What ding-dong dreamed up the idea to “digitally remastered” this album? Emperor started that stupid trend. While that album did sound like it was recorded in a cave with a bear being water-boarded in the background. But that was the exception, not the rule. Messing with the original version of an album has the same mentality as moving Confederate war memorials. It is an attempt to make history “better” instead of allowing future generations to make their own judgments.

Bands want to make their work as good as possible, but at the same time I want to listen to a 1997 album, not the 2004 reworked version of the album. The raw, dirty, analog sound was what made Black Metal and brought it to the attention of the world. Cleaning up this album changed what was originally a blackened pagan/folk sound to Viking Metal/ Symphonic Black Metal. While good, great really, it is not the album that I wanted to review.

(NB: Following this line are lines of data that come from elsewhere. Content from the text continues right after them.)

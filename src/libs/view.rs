use super::student::{DepartmentStatistics, Student, StudentStatistics};
use prettytable::{row, Table};

pub struct View {}

impl View {
    pub fn students(students: &[Student]) {
        let mut table = Table::new();

        table.add_row(row!["ID", "NAME", "AGE", "GROUP", "DEPARTMENT", "EMAIL", "GPA", "GRADE", "ACTIVE"]);
        for student in students {
            table.add_row(row![
                student.id,
                student.name,
                student.age,
                student.age_group(),
                student.department,
                student.email.as_deref().unwrap_or("-"),
                format!("{:.2}", student.gpa),
                student.letter_grade(),
                if student.is_active { "yes" } else { "no" }
            ]);
        }
        table.printstd();
    }

    pub fn student(student: &Student) {
        let mut table = Table::new();
        let date_format = "%Y-%m-%d %H:%M";

        table.add_row(row!["Name", student.name]);
        table.add_row(row!["Age", format!("{} ({})", student.age, student.age_group())]);
        table.add_row(row!["Department", student.department]);
        table.add_row(row!["Email", student.email.as_deref().unwrap_or("-")]);
        table.add_row(row!["Phone", student.phone_number.as_deref().unwrap_or("-")]);
        table.add_row(row!["Enrolled", student.enrollment_date.format("%Y-%m-%d")]);
        table.add_row(row!["GPA", format!("{:.2} ({})", student.gpa, student.letter_grade())]);
        table.add_row(row!["Active", if student.is_active { "yes" } else { "no" }]);
        table.add_row(row!["Created", student.created_date.format(date_format)]);
        table.add_row(row!["Modified", student.modified_date.format(date_format)]);
        table.printstd();
    }

    pub fn statistics(stats: &StudentStatistics) {
        let mut table = Table::new();

        table.add_row(row!["Total students", stats.total_students]);
        table.add_row(row!["Active students", stats.active_students]);
        table.add_row(row!["Average age", format!("{:.1}", stats.average_age)]);
        table.add_row(row!["Average GPA", format!("{:.2}", stats.average_gpa)]);
        table.add_row(row!["Highest GPA", format!("{:.2}", stats.highest_gpa)]);
        table.add_row(row!["Lowest GPA", format!("{:.2}", stats.lowest_gpa)]);
        table.add_row(row!["Departments", stats.total_departments]);
        table.printstd();
    }

    pub fn department_statistics(departments: &[DepartmentStatistics]) {
        let mut table = Table::new();

        table.add_row(row!["DEPARTMENT", "STUDENTS", "AVG AGE", "AVG GPA", "MAX GPA", "MIN GPA"]);
        for department in departments {
            table.add_row(row![
                department.department,
                department.student_count,
                format!("{:.1}", department.average_age),
                format!("{:.2}", department.average_gpa),
                format!("{:.2}", department.highest_gpa),
                format!("{:.2}", department.lowest_gpa)
            ]);
        }
        table.printstd();
    }

    pub fn migrations(history: &[(u32, String, String)]) {
        let mut table = Table::new();

        table.add_row(row!["VERSION", "NAME", "APPLIED AT"]);
        for (version, name, applied_at) in history {
            table.add_row(row![version, name, applied_at]);
        }
        table.printstd();
    }
}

Here is a review that explains and dissects the album in great detail. richieblackmetal is more generous and forgiving giving it 85%. I can’t label it a dumpster fire, but by 2004 the best symphonic black metal album had already been out for seven years. This work is akin to Bob Dylan reworking Blowing in the Wind in a hip-hop style. Remastering Mellon Skogkledde Aaser destroyed it’s historic relevance. It was a piece of the Norwegian black metal story and now it’s just another album.

Windir- Sogneriket (1994)

Windir is true Norwegian Viking Metal. So viking, in fact, that Valfar died in a blizzard walking through the cold northern woods to his family’s cabin.

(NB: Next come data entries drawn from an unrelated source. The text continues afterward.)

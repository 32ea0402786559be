use super::report;
use crate::db::students::run_blocking;
use crate::libs::config::Config;
use crate::libs::messages::Message;
use crate::libs::student::Student;
use crate::msg_success;
use anyhow::Result;
use chrono::NaiveDate;
use clap::Args;

#[derive(Debug, Args)]
pub struct AddArgs {
    /// Full name
    #[arg(required = true)]
    name: String,
    #[arg(short, long)]
    age: i32,
    #[arg(short, long)]
    department: String,
    #[arg(short, long)]
    email: Option<String>,
    #[arg(short, long)]
    phone: Option<String>,
    /// Grade point average on a 4.0 scale
    #[arg(short, long, default_value_t = 0.0)]
    gpa: f64,
    /// Enrollment date (YYYY-MM-DD), defaults to now
    #[arg(long)]
    enrolled: Option<NaiveDate>,
}

pub async fn cmd(args: AddArgs, config: &Config) -> Result<()> {
    let students = config.repository()?;

    let mut student = Student::new(&args.name, args.age, &args.department).with_gpa(args.gpa);
    student.email = args.email;
    student.phone_number = args.phone;
    if let Some(date) = args.enrolled {
        student.enrollment_date = date.and_time(chrono::NaiveTime::MIN);
    }

    match run_blocking(&students, move |s| s.add(&student)).await {
        Ok(id) => msg_success!(Message::StudentAdded(id)),
        Err(e) => return report(e),
    }

    Ok(())
}
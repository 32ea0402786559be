use super::report;
use crate::db::students::run_blocking;
use crate::libs::config::Config;
use crate::libs::error::RosterError;
use crate::libs::messages::Message;
use crate::libs::student::Student;
use crate::{msg_error, msg_info, msg_success};
use anyhow::{Context, Result};
use clap::Args;
use std::fs;
use std::path::{Path, PathBuf};

/// The file holds a JSON array of students. `name`, `age` and `department`
/// are required; every other field falls back to its default.
#[derive(Debug, Args)]
pub struct ImportArgs {
    #[arg(required = true)]
    file: PathBuf,
}

pub fn read_students(path: &Path) -> Result<Vec<Student>> {
    let content = fs::read_to_string(path).with_context(|| format!("cannot read {}", path.display()))?;
    let students: Vec<Student> = serde_json::from_str(&content).with_context(|| format!("{} is not a JSON array of students", path.display()))?;
    Ok(students)
}

pub async fn cmd(args: ImportArgs, config: &Config) -> Result<()> {
    msg_info!(Message::ImportReading(args.file.display().to_string()));
    let records = read_students(&args.file)?;
    if records.is_empty() {
        msg_info!(Message::ImportEmpty);
        return Ok(());
    }

    let students = config.repository()?;
    match run_blocking(&students, move |s| s.bulk_insert(&records)).await {
        Ok(count) => msg_success!(Message::ImportCompleted(count)),
        Err(RosterError::BulkInsert { inserted, source }) => {
            msg_error!(Message::ImportRolledBack(inserted));
            return report(*source);
        }
        Err(e) => return report(e),
    }

    Ok(())
}
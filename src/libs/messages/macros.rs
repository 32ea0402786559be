//! Macros for user-facing messages.
//!
//! Every macro takes a [`Message`](super::Message) (or anything `Display`) and
//! routes it either to the `tracing` subscriber or straight to the terminal:
//!
//! ```text
//! msg_info!(..) ──▶ debug mode? ──yes──▶ tracing::info!
//!                        │
//!                        no
//!                        ▼
//!                    println!
//! ```
//!
//! Debug mode is on when `ROSTER_DEBUG` or `RUST_LOG` is set, or when the
//! configuration enables logging and the binary calls [`enable_debug_mode`]
//! before printing anything.
//!
//! ## Usage
//!
//! ```rust
//! use roster::{msg_info, msg_success};
//! use roster::libs::messages::Message;
//!
//! msg_success!(Message::StudentAdded(7));
//! msg_info!(Message::NoStudentsFound);
//! ```

use std::sync::OnceLock;

/// Cached debug mode flag, resolved once per process.
static DEBUG_MODE: OnceLock<bool> = OnceLock::new();

/// Returns whether messages should go through `tracing`.
#[doc(hidden)]
pub fn is_debug_mode() -> bool {
    *DEBUG_MODE.get_or_init(|| std::env::var("ROSTER_DEBUG").is_ok() || std::env::var("RUST_LOG").is_ok())
}

/// Forces debug mode on. Has no effect once a message has been printed.
pub fn enable_debug_mode() {
    let _ = DEBUG_MODE.set(true);
}

/// Prints a plain message.
#[macro_export]
macro_rules! msg_print {
    ($msg:expr) => {
        if $crate::libs::messages::macros::is_debug_mode() {
            tracing::info!("{}", $msg);
        } else {
            println!("{}", $msg);
        }
    };
    ($msg:expr, true) => {
        if $crate::libs::messages::macros::is_debug_mode() {
            tracing::info!("\n{}\n", $msg);
        } else {
            println!("\n{}\n", $msg);
        }
    };
}

/// Prints a success message with a ✅ prefix.
#[macro_export]
macro_rules! msg_success {
    ($msg:expr) => {
        if $crate::libs::messages::macros::is_debug_mode() {
            tracing::info!("✅ {}", $msg);
        } else {
            println!("✅ {}", $msg);
        }
    };
    ($msg:expr, true) => {
        if $crate::libs::messages::macros::is_debug_mode() {
            tracing::info!("\n✅ {}\n", $msg);
        } else {
            println!("\n✅ {}\n", $msg);
        }
    };
}

/// Prints an error message with a ❌ prefix to stderr.
#[macro_export]
macro_rules! msg_error {
    ($msg:expr) => {
        if $crate::libs::messages::macros::is_debug_mode() {
            tracing::error!("❌ {}", $msg);
        } else {
            eprintln!("❌ {}", $msg);
        }
    };
    ($msg:expr, true) => {
        if $crate::libs::messages::macros::is_debug_mode() {
            tracing::error!("\n❌ {}\n", $msg);
        } else {
            eprintln!("\n❌ {}\n", $msg);
        }
    };
}

/// Prints a warning with a ⚠️ prefix.
#[macro_export]
macro_rules! msg_warning {
    ($msg:expr) => {
        if $crate::libs::messages::macros::is_debug_mode() {
            tracing::warn!("⚠️ {}", $msg);
        } else {
            println!("⚠️ {}", $msg);
        }
    };
}

/// Prints an informational message with an ℹ️ prefix.
#[macro_export]
macro_rules! msg_info {
    ($msg:expr) => {
        if $crate::libs::messages::macros::is_debug_mode() {
            tracing::info!("ℹ️ {}", $msg);
        } else {
            println!("ℹ️ {}", $msg);
        }
    };
    ($msg:expr, true) => {
        if $crate::libs::messages::macros::is_debug_mode() {
            tracing::info!("\nℹ️ {}\n", $msg);
        } else {
            println!("\nℹ️ {}\n", $msg);
        }
    };
}

/// Emits a message only in debug mode.
#[macro_export]
macro_rules! msg_debug {
    ($msg:expr) => {
        if $crate::libs::messages::macros::is_debug_mode() {
            tracing::debug!("🔍 {}", $msg);
        }
    };
}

The term Viking Metal often raises eyebrows and begs question of how relevant are all these genre names. Yakke often raises that question and dismisses the all the different genres with the contention that they’re just BS.
The genre names describe the sound, the song structor, composition, essentially what experience the listener is in for.

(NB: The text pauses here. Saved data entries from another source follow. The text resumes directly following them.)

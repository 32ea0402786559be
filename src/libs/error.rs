//! Error types for the student repository.
//!
//! Every failure the repository can report falls into one of three kinds:
//! a bad argument caught before any storage call, a uniqueness conflict
//! reported by storage, or a storage fault (including timeouts). A missing
//! record is not an error at all; lookups return `Option` and mutations
//! return `bool`.
//!
//! Display strings never include SQL text or the database location. The
//! underlying `rusqlite` error stays reachable through `source()`.

use rusqlite::ffi;
use thiserror::Error;

/// Coarse classification callers can match on without caring about detail.
#[derive(Debug, Clone, Copy, PartialEq, Eq)]
pub enum ErrorKind {
    InvalidArgument,
    Conflict,
    Storage,
}

#[derive(Error, Debug)]
pub enum RosterError {
    /// A caller-supplied value failed a structural or business rule.
    #[error("invalid argument: {0}")]
    InvalidArgument(String),

    /// The write would break a uniqueness rule (duplicate email).
    #[error("conflict: {0}")]
    Conflict(String),

    /// Any other database fault.
    #[error("storage error: {}", describe(.0))]
    Storage(#[source] rusqlite::Error),

    /// The caller's deadline passed before the operation finished.
    #[error("storage error: operation timed out")]
    Timeout,

    /// A blocking repository call panicked or was cancelled on the worker pool.
    #[error("storage error: background task failed: {0}")]
    Background(#[from] tokio::task::JoinError),

    /// A bulk insert was rolled back. `inserted` is how many records had gone
    /// in before the failing one.
    #[error("bulk insert rolled back after {inserted} record(s): {source}")]
    BulkInsert {
        inserted: usize,
        #[source]
        source: Box<RosterError>,
    },
}

pub type Result<T> = std::result::Result<T, RosterError>;

impl RosterError {
    pub fn invalid(message: impl Into<String>) -> Self {
        RosterError::InvalidArgument(message.into())
    }

    pub fn kind(&self) -> ErrorKind {
        match self {
            RosterError::InvalidArgument(_) => ErrorKind::InvalidArgument,
            RosterError::Conflict(_) => ErrorKind::Conflict,
            RosterError::Storage(_) | RosterError::Timeout | RosterError::Background(_) => ErrorKind::Storage,
            RosterError::BulkInsert { source, .. } => match source.kind() {
                ErrorKind::InvalidArgument => ErrorKind::InvalidArgument,
                _ => ErrorKind::Storage,
            },
        }
    }

    pub fn is_timeout(&self) -> bool {
        match self {
            RosterError::Timeout => true,
            RosterError::BulkInsert { source, .. } => source.is_timeout(),
            _ => false,
        }
    }
}

impl From<rusqlite::Error> for RosterError {
    fn from(err: rusqlite::Error) -> Self {
        match &err {
            rusqlite::Error::SqliteFailure(failure, _) if failure.extended_code == ffi::SQLITE_CONSTRAINT_UNIQUE => {
                RosterError::Conflict("a student with this email address already exists".to_string())
            }
            rusqlite::Error::SqliteFailure(failure, _) if failure.code == ffi::ErrorCode::OperationInterrupted => RosterError::Timeout,
            _ => RosterError::Storage(err),
        }
    }
}

/// Short, query-free description of a rusqlite error.
fn describe(err: &rusqlite::Error) -> String {
    match err {
        rusqlite::Error::SqliteFailure(failure, _) => failure.to_string(),
        rusqlite::Error::InvalidColumnType(index, _, kind) => format!("unexpected {} value in column {}", kind, index),
        rusqlite::Error::FromSqlConversionFailure(index, kind, _) => format!("cannot convert {} value in column {}", kind, index),
        rusqlite::Error::QueryReturnedNoRows => "query returned no rows".to_string(),
        _ => "database operation failed".to_string(),
    }
}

Viking Metal evolved out of Black Metal and listening to this album start to finish one can clearly hear the distinct style emerging in a few songs, stepping away from the screached English lyrics and adding elements of folk and power metal resulting in the start of a new genre.
This demo is good but not the best of Windir’s albums, though I enjoy it immensely because of all the different sounds that are being experimented with and the musical journey that the listener is taken apon.
A classic for the digital collection.